Our personal injury lawyer’s plea – don’t forget your rights!

08 July 2020
Personal injury

 

Our personal injury lawyer Steve Hennegan has recently advised an injured party that they had, unfortunately, brought their claim too late. He warns of the pitfalls of such delays

The year 2020 continues to be an extremely challenging one for many thousands of people, and for those who face redundancy those challenges are likely to be greater still.

As those affected go through the formal process, and it is happening to a growing number of people, it is natural that they will look at ways in which they can take action, which they believe they are entitled to do.

For example, they may have suffered an accident in their workplace some years earlier and held back from taking formal action immediately. Understandably they perhaps feared such action would jeopardise their employment or would make matters awkward at work. Unfortunately, though, if they are now trying to claim they may be disappointed as their delay could have cost them dearly. In short, they may be out of time!

To explain in more detail, let’s examine the law:

  • The law that applies to this area can be found under section 11 of the Limitation Act 1980. It states that in most cases, the majority of personal injury claims must be brought within three years from the date of injury or act of negligence, which resulted in injury. This is namely the date of the accident.
  • Alongside section 11, is also section 14 of the same Limitation Act 1980, which must be considered. This covers incidents where a person may have been injured or have a condition, illness or injury caused by the negligence of an another – but was not immediately aware of it. Should they then discover that fact for the first time, that ‘discovery date’ can be taken as the first date of action or first date of knowledge. Just as under section 11, they then have three years to pursue a claim.

How section 14 applies

Here's an example of where section 14 may apply could be an industrial disease type incident. The person may have developed a disease or condition having been exposed to work conditions or substance at work many years before.
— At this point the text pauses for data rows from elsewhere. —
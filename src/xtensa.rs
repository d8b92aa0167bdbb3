// The Tensilica LX core inside the WiFi chip. The register window over the
// 1024-entry address register file rotates in units of four registers;
// window_base therefore ranges over 0..256 and window_start needs one bit
// per possible frame.

use crate::wifi::WifiSoc;
use crate::xtensa_interpreter;
use log::{debug, warn};

pub const RESET_PC: u32 = 0x8E0000;

const VECTOR_LEVEL1: u32 = 0x8E0720;
const VECTOR_LEVEL2: u32 = 0x8E0920;
const VECTOR_LEVEL3: u32 = 0x8E0A20;

#[derive(Clone, Copy, Default)]
pub struct XtensaPs {
    pub int_level: u8,
    pub exception: bool,
    pub user_vector_mode: bool,
    pub ring: u8,
    pub old_window_base: u8,
    pub call_inc: u8,
    pub window_overflow_detection: bool,
}

pub struct Xtensa {
    pc: u32,
    gpr: [u32; 1024],

    lbeg: u32,
    lend: u32,
    lcount: u32,
    sar: u32,
    litbase: u32,

    ps: XtensaPs,
    eps: [XtensaPs; 7],
    epc: [u32; 7],
    excsave: [u32; 7],

    window_base: u32,
    window_start: [u64; 4],

    intenable: u32,
    interrupt: u32,
    halted: bool,
}

impl Xtensa {
    pub fn new() -> Self {
        Xtensa {
            pc: RESET_PC,
            gpr: [0; 1024],
            lbeg: 0,
            lend: 0,
            lcount: 0,
            sar: 0,
            litbase: 0,
            ps: XtensaPs::default(),
            eps: [XtensaPs::default(); 7],
            epc: [0; 7],
            excsave: [0; 7],
            window_base: 0,
            window_start: [0; 4],
            intenable: 0,
            interrupt: 0,
            halted: false,
        }
    }

    pub fn reset(&mut self) {
        // Entry point in the ROM.
        self.pc = RESET_PC;
        self.window_base = 0;
        self.window_start = [0; 4];
        self.halted = false;
        self.ps = XtensaPs::default();
        self.intenable = 0;
        self.interrupt = 0;
        self.litbase = 0;
        self.lcount = 0;
    }

    pub fn run(&mut self, soc: &mut WifiSoc, mut cycles: u32) {
        while !self.halted && cycles > 0 {
            cycles -= 1;
            let instr = self.fetch_word(soc) as u32;
            xtensa_interpreter::interpret(self, soc, instr);

            if self.lcount > 0 && self.pc == self.lend {
                // Looping is disabled while an exception is live.
                if !self.ps.exception {
                    self.pc = self.lbeg;
                    self.lcount -= 1;
                }
            }
        }
    }

    pub fn halt(&mut self) {
        self.halted = true;
    }

    pub fn unhalt(&mut self) {
        self.halted = false;
    }

    pub fn halted(&self) -> bool {
        self.halted
    }

    pub fn fetch_byte(&mut self, soc: &mut WifiSoc) -> u8 {
        let value = soc.read8(self.pc);
        self.pc += 1;
        value
    }

    pub fn fetch_word(&mut self, soc: &mut WifiSoc) -> u16 {
        let value = soc.read16(self.pc);
        self.pc += 2;
        value
    }

    pub fn read8(&mut self, soc: &mut WifiSoc, addr: u32) -> u8 {
        soc.read8(addr)
    }

    pub fn read16(&mut self, soc: &mut WifiSoc, addr: u32) -> u16 {
        if addr & 0x1 != 0 {
            panic!("[Xtensa] Invalid read16 ${:08X}", addr);
        }
        soc.read16(addr)
    }

    pub fn read32(&mut self, soc: &mut WifiSoc, addr: u32) -> u32 {
        if addr & 0x3 != 0 {
            panic!("[Xtensa] Invalid read32 ${:08X}", addr);
        }
        soc.read32(addr)
    }

    pub fn write8(&mut self, soc: &mut WifiSoc, addr: u32, value: u8) {
        soc.write8(addr, value);
    }

    pub fn write16(&mut self, soc: &mut WifiSoc, addr: u32, value: u16) {
        if addr & 0x1 != 0 {
            panic!("[Xtensa] Invalid write16 ${:08X}: ${:04X}", addr, value);
        }
        soc.write16(addr, value);
    }

    pub fn write32(&mut self, soc: &mut WifiSoc, addr: u32, value: u32) {
        if addr & 0x3 != 0 {
            panic!("[Xtensa] Invalid write32 ${:08X}: ${:08X}", addr, value);
        }
        soc.write32(addr, value);
    }

    /// Level-latches the interrupt and, when enabled and of higher priority
    /// than the current level, vectors immediately.
    pub fn send_irq(&mut self, id: usize) {
        let (level, vector) = if id == 0 {
            (1, VECTOR_LEVEL1)
        } else if id < 15 {
            (2, VECTOR_LEVEL2)
        } else {
            (3, VECTOR_LEVEL3)
        };
        self.interrupt |= 1 << id;
        if self.intenable & (1 << id) != 0 && (self.ps.int_level as u32) < level {
            self.epc[level as usize - 1] = self.pc;
            self.eps[level as usize - 1] = self.ps;
            self.ps.int_level = level as u8;
            self.ps.exception = true;
            self.pc = vector;
            self.unhalt();
        }
    }

    pub fn clear_irq(&mut self, id: usize) {
        self.interrupt &= !(1 << id);
    }

    pub fn jp(&mut self, addr: u32) {
        self.pc = addr;
    }

    pub fn branch(&mut self, offset: i32) {
        self.pc = self.pc.wrapping_add(offset as u32);
    }

    pub fn get_pc(&self) -> u32 {
        self.pc
    }

    pub fn set_pc(&mut self, pc: u32) {
        self.pc = pc;
    }

    pub fn get_gpr(&self, index: usize) -> u32 {
        self.gpr[index + (self.window_base as usize) * 4]
    }

    pub fn set_gpr(&mut self, index: usize, value: u32) {
        self.gpr[index + (self.window_base as usize) * 4] = value;
    }

    pub fn extended_l32r(&self) -> bool {
        self.litbase & 0x1 != 0
    }

    pub fn get_litbase(&self) -> u32 {
        self.litbase & !0xFFF
    }

    pub fn get_sar(&self) -> u32 {
        self.sar
    }

    pub fn set_sar(&mut self, value: u32) {
        self.sar = value;
    }

    pub fn get_ps(&self) -> u32 {
        let mut reg = self.ps.int_level as u32;
        reg |= (self.ps.exception as u32) << 4;
        reg |= (self.ps.user_vector_mode as u32) << 5;
        reg |= (self.ps.ring as u32) << 6;
        reg |= (self.ps.old_window_base as u32) << 8;
        reg |= (self.ps.call_inc as u32) << 16;
        reg |= (self.ps.window_overflow_detection as u32) << 18;
        reg
    }

    pub fn set_ps(&mut self, value: u32) {
        self.ps.int_level = (value & 0xF) as u8;
        self.ps.exception = (value >> 4) & 0x1 != 0;
        self.ps.user_vector_mode = (value >> 5) & 0x1 != 0;
        self.ps.ring = ((value >> 6) & 0x3) as u8;
        self.ps.old_window_base = ((value >> 8) & 0xF) as u8;
        self.ps.call_inc = ((value >> 16) & 0x3) as u8;
        self.ps.window_overflow_detection = (value >> 18) & 0x1 != 0;
    }

    pub fn get_xsr(&self, index: usize) -> u32 {
        match index {
            0 => self.lbeg,
            1 => self.lend,
            2 => self.lcount,
            3 => self.sar,
            5 => self.litbase,
            72 => self.window_base,
            73 => self.window_start[0] as u32,
            177..=183 => self.epc[index - 177],
            209..=215 => self.excsave[index - 209],
            226 => self.interrupt,
            228 => self.intenable,
            230 => self.get_ps(),
            _ => {
                warn!("[Xtensa] Unrecognized XSR {} in get_xsr", index);
                0
            }
        }
    }

    pub fn set_xsr(&mut self, index: usize, value: u32) {
        match index {
            0 => self.lbeg = value,
            1 => self.lend = value,
            2 => self.lcount = value,
            3 => self.sar = value & 0x1F,
            5 => self.litbase = value,
            72 => self.window_base = value & 0xFF,
            73 => self.window_start[0] = (self.window_start[0] & !0xFFFFFFFF) | value as u64,
            177..=183 => self.epc[index - 177] = value,
            // The ROM stashes its exception vectors in EXCSAVE slots.
            209..=215 => self.excsave[index - 209] = value,
            227 => {
                debug!("[Xtensa] Clear interrupt ${:08X}", value);
                self.interrupt &= !value;
            }
            228 => {
                debug!("[Xtensa] Int enable: ${:08X}", value);
                self.intenable = value;
            }
            230 => self.set_ps(value),
            _ => warn!("[Xtensa] Unrecognized XSR {} in set_xsr (${:08X})", index, value),
        }
    }

    pub fn setup_loop(&mut self, count: i32, offset: u32, cond: bool) {
        self.lcount = if count > 0 { (count - 1) as u32 } else { 0 };
        self.lbeg = self.pc;
        self.lend = self.pc + offset + 1;
        if !cond {
            self.pc = self.lend;
        }
    }

    pub fn windowed_call(&mut self, addr: u32, inc: u8) {
        self.set_gpr((inc as usize) << 2, (self.pc & 0x3FFFFFFF) | ((inc as u32) << 30));
        self.ps.call_inc = inc;
        self.pc = addr;
    }

    fn window_start_set(&mut self, frame: u32, live: bool) {
        let index = (frame / 64) as usize;
        let bit = frame & 0x3F;
        if live {
            self.window_start[index] |= 1 << bit;
        } else {
            self.window_start[index] &= !(1 << bit);
        }
    }

    pub fn entry(&mut self, sp: usize, frame: u32) {
        if self.window_base + self.ps.call_inc as u32 >= 256 {
            panic!("[Xtensa] Window overflow exception");
        }
        let old_sp = self.get_gpr(sp);
        self.set_gpr(sp | ((self.ps.call_inc as usize) << 2), old_sp.wrapping_sub(frame));
        self.window_base += self.ps.call_inc as u32;
        self.window_start_set(self.window_base, true);
    }

    pub fn windowed_ret(&mut self) {
        let n = self.get_gpr(0) >> 30;
        let new_pc = (self.get_gpr(0) & 0x3FFFFFFF) | (self.pc & !0x3FFFFFFF);

        let owb = self.window_base;
        match self.window_base.checked_sub(n) {
            Some(0) | None => panic!("[Xtensa] Window underflow exception"),
            Some(base) => {
                self.window_base = base;
                self.window_start_set(owb, false);
            }
        }
        self.pc = new_pc;
    }

    pub fn rfi(&mut self, level: usize) {
        self.pc = self.epc[level];
        self.ps = self.eps[level];
    }
}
It may only be in retirement that a medical condition, caused by exposure or negligence many years before, then worsens.

Steve comments: “There's a horrible and fatal condition called mesothelioma which is an asbestos-related cancer, caused in most cases by workers having worked in or around asbestos years before.”
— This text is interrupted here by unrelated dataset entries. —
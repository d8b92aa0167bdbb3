// RSA engine: four keyslots of 2048-bit exponent/modulus pairs and a text
// register the modexp runs over in place. The bignum arithmetic is
// num-bigint's modpow.

use crate::interrupt9::{Interrupt9, IRQ_RSA};
use log::{debug, trace, warn};
use num_bigint::BigUint;

#[derive(Clone, Copy)]
struct RsaKeySlot {
    exp: [u8; 0x100],
    modulus: [u8; 0x100],
    exp_ctr: usize,
    mod_ctr: usize,
    write_protect: bool,
}

impl Default for RsaKeySlot {
    fn default() -> Self {
        RsaKeySlot {
            exp: [0; 0x100],
            modulus: [0; 0x100],
            exp_ctr: 0,
            mod_ctr: 0,
            write_protect: false,
        }
    }
}

#[derive(Default)]
struct RsaCnt {
    keyslot: usize,
    big_endian: bool,
    word_order: bool,
}

pub struct Rsa {
    keys: [RsaKeySlot; 4],
    cnt: RsaCnt,
    msg: [u8; 0x100],
    msg_ctr: usize,
}

impl Rsa {
    pub fn new() -> Self {
        Rsa { keys: [RsaKeySlot::default(); 4], cnt: RsaCnt::default(), msg: [0; 0x100], msg_ctr: 0 }
    }

    pub fn reset(&mut self) {
        self.keys = [RsaKeySlot::default(); 4];
        self.msg = [0; 0x100];
        self.msg_ctr = 0;
    }

    pub fn read8(&self, addr: u32) -> u8 {
        if (0x1000B800..0x1000B900).contains(&addr) {
            let mut index = (addr & 0xFF) as usize;
            if !self.cnt.word_order {
                index = 0xFF - index;
            }
            return self.msg[index];
        }
        warn!("[RSA] Unrecognized read8 ${:08X}", addr);
        0
    }

    pub fn read32(&self, addr: u32) -> u32 {
        if (0x1000B100..0x1000B140).contains(&addr) {
            let index = ((addr / 0x10) & 0x3) as usize;
            match (addr / 4) & 0x3 {
                0 => {
                    // Key is always reported as set.
                    let mut reg = 1;
                    reg |= (self.keys[index].write_protect as u32) << 1;
                    return reg;
                }
                1 => return 0x40,
                _ => {}
            }
        }

        if (0x1000B800..0x1000B900).contains(&addr) {
            let mut index = (addr & 0xFF) as usize;
            if !self.cnt.word_order {
                index = 0xFC - index;
            }
            let mut value = u32::from_le_bytes([
                self.msg[index],
                self.msg[index + 1],
                self.msg[index + 2],
                self.msg[index + 3],
            ]);
            if !self.cnt.big_endian {
                value = value.swap_bytes();
            }
            trace!("[RSA] Read TXT ${:08X}: ${:08X}", addr, value);
            return value;
        }

        match addr {
            0x1000B000 => {
                let mut reg = (self.cnt.keyslot as u32) << 4;
                reg |= (self.cnt.big_endian as u32) << 8;
                reg |= (self.cnt.word_order as u32) << 9;
                reg
            }
            _ => {
                warn!("[RSA] Unrecognized read32 ${:08X}", addr);
                0
            }
        }
    }

    pub fn write8(&mut self, addr: u32, value: u8) {
        if (0x1000B200..0x1000B300).contains(&addr) {
            let key = &mut self.keys[self.cnt.keyslot];
            key.exp[key.exp_ctr] = value;
            key.exp_ctr = (key.exp_ctr + 1) % 0x100;
            return;
        }

        if (0x1000B400..0x1000B500).contains(&addr) {
            let word_order = self.cnt.word_order;
            let key = &mut self.keys[self.cnt.keyslot];
            let index = if word_order { key.mod_ctr } else { 0xFF - key.mod_ctr };
            key.modulus[index] = value;
            key.mod_ctr = (key.mod_ctr + 1) % 0x100;
            return;
        }

        if (0x1000B800..0x1000B900).contains(&addr) {
            trace!("[RSA] Write TXT: ${:02X} ({})", value, self.msg_ctr);
            if self.cnt.word_order {
                self.msg[self.msg_ctr] = value;
            } else {
                self.msg[0xFF - self.msg_ctr] = value;
            }
            self.msg_ctr = (self.msg_ctr + 1) % 0x100;
            return;
        }

        warn!("[RSA] Unrecognized write8 ${:08X}: ${:02X}", addr, value);
    }

    pub fn write32(&mut self, addr: u32, value: u32, int9: &mut Interrupt9) {
        if (0x1000B100..0x1000B140).contains(&addr) {
            let index = ((addr / 0x10) & 0x3) as usize;
            if (addr / 4) & 0x3 == 0 {
                debug!("[RSA] Write32 key{} cnt: ${:08X}", index, value);
                self.keys[index].write_protect = value & (1 << 1) != 0;
                return;
            }
        }

        if (0x1000B200..0x1000B300).contains(&addr) {
            let value = if self.cnt.big_endian { value } else { value.swap_bytes() };
            let key = &mut self.keys[self.cnt.keyslot];
            key.exp[key.exp_ctr..key.exp_ctr + 4].copy_from_slice(&value.to_le_bytes());
            key.exp_ctr = (key.exp_ctr + 4) % 0x100;
            return;
        }

        if (0x1000B400..0x1000B500).contains(&addr) {
            let value = if self.cnt.big_endian { value } else { value.swap_bytes() };
            let word_order = self.cnt.word_order;
            let key = &mut self.keys[self.cnt.keyslot];
            let index = if word_order { key.mod_ctr } else { 0xFC - key.mod_ctr };
            key.modulus[index..index + 4].copy_from_slice(&value.to_le_bytes());
            key.mod_ctr = (key.mod_ctr + 4) % 0x100;
            return;
        }

        if (0x1000B800..0x1000B900).contains(&addr) {
            trace!("[RSA] Write TXT: ${:08X} ({})", value, self.msg_ctr);
            let value = if self.cnt.big_endian { value } else { value.swap_bytes() };
            let index = if self.cnt.word_order { self.msg_ctr } else { 0xFC - self.msg_ctr };
            self.msg[index..index + 4].copy_from_slice(&value.to_le_bytes());
            self.msg_ctr = (self.msg_ctr + 4) % 0x100;
            return;
        }

        match addr {
            0x1000B000 => {
                debug!("[RSA] Write CNT: ${:08X}", value);
                self.cnt.keyslot = ((value >> 4) & 0x3) as usize;
                self.cnt.big_endian = value & (1 << 8) != 0;
                self.cnt.word_order = value & (1 << 9) != 0;
                if value & 0x1 != 0 {
                    self.do_rsa_op(int9);
                }
            }
            _ => warn!("[RSA] Unrecognized write32 ${:08X}: ${:08X}", addr, value),
        }
    }

    fn do_rsa_op(&mut self, int9: &mut Interrupt9) {
        let key = &self.keys[self.cnt.keyslot];
        let base = BigUint::from_bytes_be(&self.msg);
        let exp = BigUint::from_bytes_be(&key.exp);
        let modulus = BigUint::from_bytes_be(&key.modulus);

        debug!("[RSA] modexp on keyslot {}", self.cnt.keyslot);

        let result = base.modpow(&exp, &modulus);
        let bytes = result.to_bytes_be();

        // The result is left-padded back out to the full register width.
        self.msg = [0; 0x100];
        self.msg[0x100 - bytes.len()..].copy_from_slice(&bytes);

        int9.assert_irq(IRQ_RSA);
    }
}
// SD/MMC host controller. Two backing images hang off the same controller:
// the NAND (port 1) and the SD card (port 0). The command engine fills the
// response registers, the state machine tracks the card protocol, and the
// transfer engine moves one block at a time between the FIFO registers and
// the backing file.

use crate::bus::DmaRequests;
use crate::interrupt9::{Interrupt9, IRQ_EMMC};
use crate::ndma::{NDMA_AES2, NDMA_MMC1};
use log::{debug, error, info, trace, warn};
use std::fs::File;
use std::io::{Read, Seek, SeekFrom, Write};

pub const ISTAT_CMDEND: u32 = 0x1;
pub const ISTAT_DATAEND: u32 = 0x4;
pub const ISTAT_RXRDY: u32 = 0x01000000;
pub const ISTAT_TXRQ: u32 = 0x02000000;

#[derive(Clone, Copy, PartialEq, Debug)]
pub enum MmcState {
    Idle = 0,
    Ready,
    Identify,
    Standby,
    Transfer,
    Data,
    Receive,
    Program,
}

#[derive(Clone, Copy, Default)]
struct SdData32Irq {
    data32: bool,
    rd32rdy_irq_pending: bool,
    tx32rq_irq_pending: bool,
    rd32rdy_irq_enable: bool,
    tx32rq_irq_enable: bool,
}

#[derive(Clone, Copy, PartialEq)]
enum Drive {
    Nand,
    Sd,
}

pub struct Emmc {
    nand: Option<File>,
    sd: Option<File>,
    cur_drive: Drive,

    app_command: bool,
    port_select: u16,
    istat: u32,
    imask: u32,
    sd_write_protected: bool,

    sd_data32: SdData32Irq,
    state: MmcState,

    argument: u32,
    response: [u32; 4],

    ocr_reg: u32,
    regcsd: [u32; 4],
    nand_cid: [u32; 4],
    sd_cid: [u32; 4],

    regsd_status: [u8; 64],
    regscr: [u8; 8],
    block: [u8; 1024],

    data_block_len: u16,
    data_blocks: u16,
    data32_block_len: u16,
    data32_blocks: u16,
    ctrl: u16,

    // The transfer engine: what is being streamed, from where in the
    // staging area, and how much remains.
    transfer_source: TransferSource,
    transfer_size: u32,
    transfer_pos: u32,
    transfer_blocks: u32,
    block_transfer: bool,
}

#[derive(Clone, Copy, PartialEq)]
enum TransferSource {
    None,
    Block,
    SdStatus,
    Scr,
}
As has been widely reported, the condition is caused by, or when, a person inhales asbestos fibres, which then lodge within the membrane that protects the lungs, called the pleura. These asbestos fibres can lie, undetected in the pleura’s cells over a long period of time before turning cancerous. Many years after the exposure the individual develops symptoms such as chest pain, a persistent cough, weight loss and in some cases clubbed or swollen fingertips.

It is only when a person seeks specialist medical advice, that the link to working in or around asbestos is made and it is that date, of the medical discovery, that is deemed as the first date of knowledge. This then provides a further three years to investigate and pursue a possible claim.

However, adds Steve: “Sadly, for many with this condition, they don’t have three years in which to do so, as once diagnosed it’s rarely cured, and treatment is urgently required to help control the symptoms or extend life for as long as possible.”

Consequences of delay

Steve has also noticed how there are people in the above position, or who may have developed noise-induced hearing loss from years ago, who do have their conditions eventually diagnosed – but still leave it more than three years before seeking to take legal action.

“Understandably they have focused on being treated either for their injuries or their condition, and only when it’s too late, have they turned their attention to bringing a claim. They are then advised they are statute barred, or out of time from bringing a claim.

“Whether it’s an accident at work, or you have been recently diagnosed with a condition caused by work conditions either years ago or recently, please, please don’t delay! Seek both legal and medical advice as soon as possible. Delay can sometimes not only compromise your recovery, but also impact upon legal investigations and the ability to bring a successful claim and recover compensation that you or maybe even your family deserve,” he warns.